Contribuì ad alimentare il dibattito, fra l'altro, il
fatto che Vittorini, consulente della Einaudi, aveva
rifiutato la pubblicazione: decisione comprensibile, se si
pensa al fervore dì ricerca letteraria cui la sua azione
di organizzatore di cultura si era sempre ispirata (e
anche all'ideologia che percorre l'intero romanzo).
Postumi uscirono anche i Racconti (1961) e le pagine
saggistiche delle Lezioni su Stendhal (1971) e di Invito
alle lettere francesi del Cinquecento (1979).
Questo era il paese degli
accomodamenti [Il Gattopardo]
Nelle pagine che riportiamo - siamo all'inizio de Il
Gattopardo - domina, come d'altra parte nelle parti più
vive e affascinanti di questo fortunato romanzo, la figura
di Don Fabrizio Corbera, principe di Salina (il
Gattopardo, appunto), a colloquio prima col nipote
Tancredi e poi con alcuni suoi dipendenti. Alla notizia
dello sbarco di Garibaldi e del suo approssimarsi a
Palermo, Tancredi decide di unirsi ai garibaldina; non per
spirito patriottico o perché condivida un bisogno di
rinnovamento, bensì proprio per evitare ogni cambiamento,
per imbrigliare entro l'alveo della conservazione la
carica potenzialmente rivoluzionaria di quanto sta
accadendo.
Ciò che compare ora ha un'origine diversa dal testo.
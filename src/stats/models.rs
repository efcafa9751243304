use chrono::{DateTime, TimeZone, Utc};
use serde::{Deserialize, Serialize};
use sqlx::FromRow;

/// Database model for players table
#[derive(Debug, Clone, PartialEq, FromRow, Serialize, Deserialize)]
pub struct Player {
    pub id: String, // Platform account id, e.g. "account.<hex>"
    pub name: String,
    pub is_forsen: bool,
    // Aggregates below are only written by the aggregate recomputation
    pub kills: i32,
    pub deaths: i32,
    pub games_sniped: i32,
    pub killscore: f64,
}

impl Player {
    pub fn new(id: String, name: String) -> Self {
        Self {
            id,
            name,
            is_forsen: false,
            kills: 0,
            deaths: 0,
            games_sniped: 0,
            killscore: 0.0,
        }
    }

    pub fn aggregates(&self) -> PlayerAggregates {
        PlayerAggregates {
            killscore: self.killscore,
            kills: self.kills,
            deaths: self.deaths,
            games_sniped: self.games_sniped,
        }
    }
}

/// Database model for matches table
#[derive(Debug, Clone, Default, PartialEq, FromRow, Serialize, Deserialize)]
pub struct Match {
    pub id: String,
    pub duration: Option<i32>,
    pub created_at: Option<DateTime<Utc>>, // Set once API metadata was ingested
    pub map_name: Option<String>,
    pub nb_bots: Option<i32>,
    pub nb_real_players: Option<i32>,
    pub is_forsen_match: bool,
    pub forsen_died_to_account: Option<String>,
    pub forsen_died_to_cause: Option<String>,
    pub forsen_final_rank: Option<i32>,
    pub nb_forsen_kills: Option<i32>,
    pub nb_forsen_bot_kills: Option<i32>,
    #[serde(skip)]
    pub telemetry_data_gz: Option<Vec<u8>>, // Set once telemetry was replayed
}

impl Match {
    /// Bare row for a match id discovered in a player's history
    pub fn placeholder(id: String) -> Self {
        Self {
            id,
            ..Self::default()
        }
    }

    pub fn is_fetched(&self) -> bool {
        self.created_at.is_some()
    }

    pub fn has_telemetry(&self) -> bool {
        self.telemetry_data_gz.is_some()
    }
}

/// Stats of one player during one match, unique on (player_id, match_id)
#[derive(Debug, Clone, Default, PartialEq, FromRow, Serialize, Deserialize)]
pub struct PlayerMatchStats {
    pub player_id: String,
    pub match_id: String,
    pub damage_dealt: Option<f64>,
    pub ride_distance: Option<f64>,
    pub walk_distance: Option<f64>,
    pub time_survived: Option<f64>,
    pub killed_forsen_with: Option<String>,
    pub killed_by_forsen_with: Option<String>,
    pub damage_to_forsen: Option<f64>,
    pub forsen_final_rank: Option<i32>, // Only set on the row of whoever killed forsen
    pub killscore: f64,
}

impl PlayerMatchStats {
    pub fn new(player_id: String, match_id: String) -> Self {
        Self {
            player_id,
            match_id,
            ..Self::default()
        }
    }
}

/// A player's stats row joined with the owning match's tracked flag
#[derive(Debug, Clone, PartialEq, Serialize)]
pub struct PlayerMatchHistoryEntry {
    pub stats: PlayerMatchStats,
    pub is_forsen_match: bool,
}

/// Cross-match totals cached on a player row
#[derive(Debug, Clone, Copy, Default, PartialEq, Serialize)]
pub struct PlayerAggregates {
    pub killscore: f64,
    pub kills: i32,
    pub deaths: i32,
    pub games_sniped: i32,
}

/// Leaderboard ordering
#[derive(Debug, Clone, Copy, Default, PartialEq, Eq, Deserialize)]
#[serde(rename_all = "snake_case")]
pub enum LeaderboardSort {
    #[default]
    Killscore,
    Kills,
    Deaths,
    GamesSniped,
}

impl LeaderboardSort {
    pub fn column(self) -> &'static str {
        match self {
            LeaderboardSort::Killscore => "killscore",
            LeaderboardSort::Kills => "kills",
            LeaderboardSort::Deaths => "deaths",
            LeaderboardSort::GamesSniped => "games_sniped",
        }
    }
}

/// Value of the refresh marker before the first completed refresh
pub fn default_last_update() -> DateTime<Utc> {
    Utc.with_ymd_and_hms(2022, 1, 1, 0, 0, 0)
        .single()
        .unwrap_or_default()
}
Dietro le sollecitazioni delle poche ma
essenziali battute con le quali il giovane Tancredi motiva
le sue decisioni; il principe medita sulle cose umane,
sulla storia, sui suoi protagonisti che non riesce a
vedere altrimenti che come autentiche e inconsapevoli
mosche cocchiere.
Il brano costituisce sul piano ideologico uno dei punti
chiave del Gattopardo (l'altro, circa verso la metà, è il
famoso dialogo tra il protagonista e Chevalley) e dimostra
in modo esemplare come la vicenda storica sia in quest'opera
solo un pretesto, un motivo accessorio e caduco
continuamente sopraffatto da quello più autentico e
fertile di esiti poetici: il lamento sulla sterilità delle
illusioni e dell'agire umano, il senso dell'inevitabile
decadere delle cose e degli uomini.
IL GATTOPARDO
Il soggetto
Il Gattopardo è ambientato in Sicilia tra il 1860 e il
1910 esegue le vicende di una illustre casata siciliana,
privilegiando decisamente la figura del principe di
Salina, don Fabrizio. Sebbene gli eventi storici (lo
sbarco dei garibaldini, l'annessione della Sicilia)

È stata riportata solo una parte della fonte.